Semana Santa: vocación y sacerdocio.
El Seminario Conciliar de Barcelona preparaba en 1964 a unos 200 jóvenes que habían sentido "la llamada de Dios" para hacerse sacerdotes. El coste de los estudios era de 10.000 pesetas al año, inasumible para muchos seminaristas de origen humilde y por lo que tenían que ser costeados por benefactores. El director, el padre Quirze Estop, afirma que la principal cualidad de cualquiera de ellos, además de unos conocimientos culturales mínimos y un cierto estado de salud, es que sea un joven enamorado de Jesucristo y de su Iglesia.

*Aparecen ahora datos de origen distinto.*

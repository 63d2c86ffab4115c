//! Observers that intercept assignments to object properties.

use std::cell::RefCell;
use std::rc::{Rc, Weak};

use super::{Observable, ObserverKind, PropertyObserver};
use crate::error::ObservationError;
use crate::reactive::{Subscriber, SubscriberId, SubscriberRecord};
use crate::value::{ObjectInner, ObjectRef, Setter, Value};

fn upgrade(object: &Weak<ObjectInner>) -> Option<ObjectRef> {
    object.upgrade().map(|inner| ObjectRef::from_inner(inner, false))
}

/// Observer of a plain data property (or one not defined yet).
///
/// Stores the value itself and notifies on strict inequality, so
/// assigning `NaN` over `NaN` notifies while `-0` over `+0` does not.
pub struct SetterObserver {
    object: Weak<ObjectInner>,
    key: Rc<str>,
    subs: SubscriberRecord,
}

impl SetterObserver {
    pub(crate) fn new(object: &ObjectRef, key: &str) -> Rc<Self> {
        Rc::new(Self {
            object: Rc::downgrade(object.inner()),
            key: Rc::from(key),
            subs: SubscriberRecord::new(),
        })
    }

    pub fn key(&self) -> &str {
        &self.key
    }
}

impl Observable for SetterObserver {
    fn subscribe(&self, subscriber: Subscriber) {
        self.subs.add(subscriber);
    }

    fn unsubscribe(&self, id: SubscriberId) {
        self.subs.remove(id);
    }

    fn subscriber_count(&self) -> usize {
        self.subs.count()
    }
}

impl PropertyObserver for SetterObserver {
    fn get_value(&self) -> Value {
        upgrade(&self.object)
            .map(|object| object.read_data(&self.key))
            .unwrap_or_default()
    }

    fn set_value(&self, value: Value) -> Result<(), ObservationError> {
        let Some(object) = upgrade(&self.object) else {
            return Ok(());
        };
        let old = object.read_data(&self.key);
        if !old.strict_eq(&value) {
            object.write_data(&self.key, value.clone());
            self.subs.notify(&value, &old);
        }
        Ok(())
    }

    fn kind(&self) -> ObserverKind {
        ObserverKind::Setter
    }
}

/// Observer of an accessor that has a setter but no getter.
///
/// Delegates to the setter, then notifies. The setter cannot be read
/// back, so the last assigned value stands in for the current one.
pub struct CustomSetterObserver {
    object: Weak<ObjectInner>,
    key: Rc<str>,
    setter: Setter,
    last: RefCell<Value>,
    subs: SubscriberRecord,
}

impl CustomSetterObserver {
    pub(crate) fn new(object: &ObjectRef, key: &str, setter: Setter) -> Rc<Self> {
        Rc::new(Self {
            object: Rc::downgrade(object.inner()),
            key: Rc::from(key),
            setter,
            last: RefCell::new(Value::Undefined),
            subs: SubscriberRecord::new(),
        })
    }

    pub fn key(&self) -> &str {
        &self.key
    }
}

impl Observable for CustomSetterObserver {
    fn subscribe(&self, subscriber: Subscriber) {
        self.subs.add(subscriber);
    }

    fn unsubscribe(&self, id: SubscriberId) {
        self.subs.remove(id);
    }

    fn subscriber_count(&self) -> usize {
        self.subs.count()
    }
}

impl PropertyObserver for CustomSetterObserver {
    fn get_value(&self) -> Value {
        self.last.borrow().clone()
    }

    fn set_value(&self, value: Value) -> Result<(), ObservationError> {
        let Some(object) = upgrade(&self.object) else {
            return Ok(());
        };
        let old = self.last.replace(value.clone());
        (self.setter)(&object, value.clone());
        if !old.strict_eq(&value) {
            self.subs.notify(&value, &old);
        }
        Ok(())
    }

    fn kind(&self) -> ObserverKind {
        ObserverKind::CustomSetter
    }
}

#[cfg(test)]
mod tests {
    use super::*;
    use crate::observer::ObserverLocator;
    use crate::reactive::FnSubscriber;
    use crate::value::Accessor;
    use std::cell::Cell;

    fn counting(observer: &dyn PropertyObserver) -> (Rc<FnSubscriber>, Rc<Cell<usize>>) {
        let calls = Rc::new(Cell::new(0));
        let counter = Rc::clone(&calls);
        let subscriber = FnSubscriber::new(move |_, _| counter.set(counter.get() + 1));
        observer.subscribe(subscriber.subscriber());
        (subscriber, calls)
    }

    #[test]
    fn object_writes_route_through_setter_observer() {
        let locator = ObserverLocator::default();
        let object = ObjectRef::from_entries([("name", "a")]);
        let observer = locator.get_observer(&Value::from(object.clone()), "name");
        assert_eq!(observer.kind(), ObserverKind::Setter);
        let (_keep, calls) = counting(observer.as_ref());

        object.set("name", "b").unwrap();
        object.set("name", "b").unwrap();
        assert_eq!(calls.get(), 1);
        assert_eq!(observer.get_value(), Value::from("b"));
    }

    #[test]
    fn strict_inequality_decides_notification() {
        let locator = ObserverLocator::default();
        let object = ObjectRef::from_entries([("n", 0.0)]);
        let observer = locator.get_observer(&Value::from(object.clone()), "n");
        let (_keep, calls) = counting(observer.as_ref());

        object.set("n", -0.0).unwrap();
        assert_eq!(calls.get(), 0);
        object.set("n", f64::NAN).unwrap();
        object.set("n", f64::NAN).unwrap();
        assert_eq!(calls.get(), 2);
    }

    #[test]
    fn custom_setter_delegates_then_notifies() {
        let locator = ObserverLocator::default();
        let object = ObjectRef::new();
        let stored = Rc::new(RefCell::new(Value::Undefined));
        let sink = Rc::clone(&stored);
        object.define_accessor(
            "sink",
            Accessor::new().setter(move |_, value| *sink.borrow_mut() = value),
        );

        let observer = locator.get_observer(&Value::from(object.clone()), "sink");
        assert_eq!(observer.kind(), ObserverKind::CustomSetter);
        let (_keep, calls) = counting(observer.as_ref());

        object.set("sink", 3).unwrap();
        assert_eq!(*stored.borrow(), Value::from(3));
        assert_eq!(observer.get_value(), Value::from(3));
        assert_eq!(calls.get(), 1);
    }
}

En este reportaje de RNE de Barcelona podemos conocer su día a día, que comienza a las 6 y media de la mañana cuando escuchan una grabación de las campanas del Vaticano difundidas por altavoces. Lo primero que hacen es asistir al canto de Laudes y a misa; a las 9 comienzan las clases que incluyen asignaturas de todo tipo y deportes como el remo. También hacen talleres de trabajo en los que no puede faltar la música de fondo: escuchan desde jazz o música catalana a Georges Brassens y Jacques Brel. Música moderna para jóvenes que solo se diferencian del resto en que se han sentido "llamados".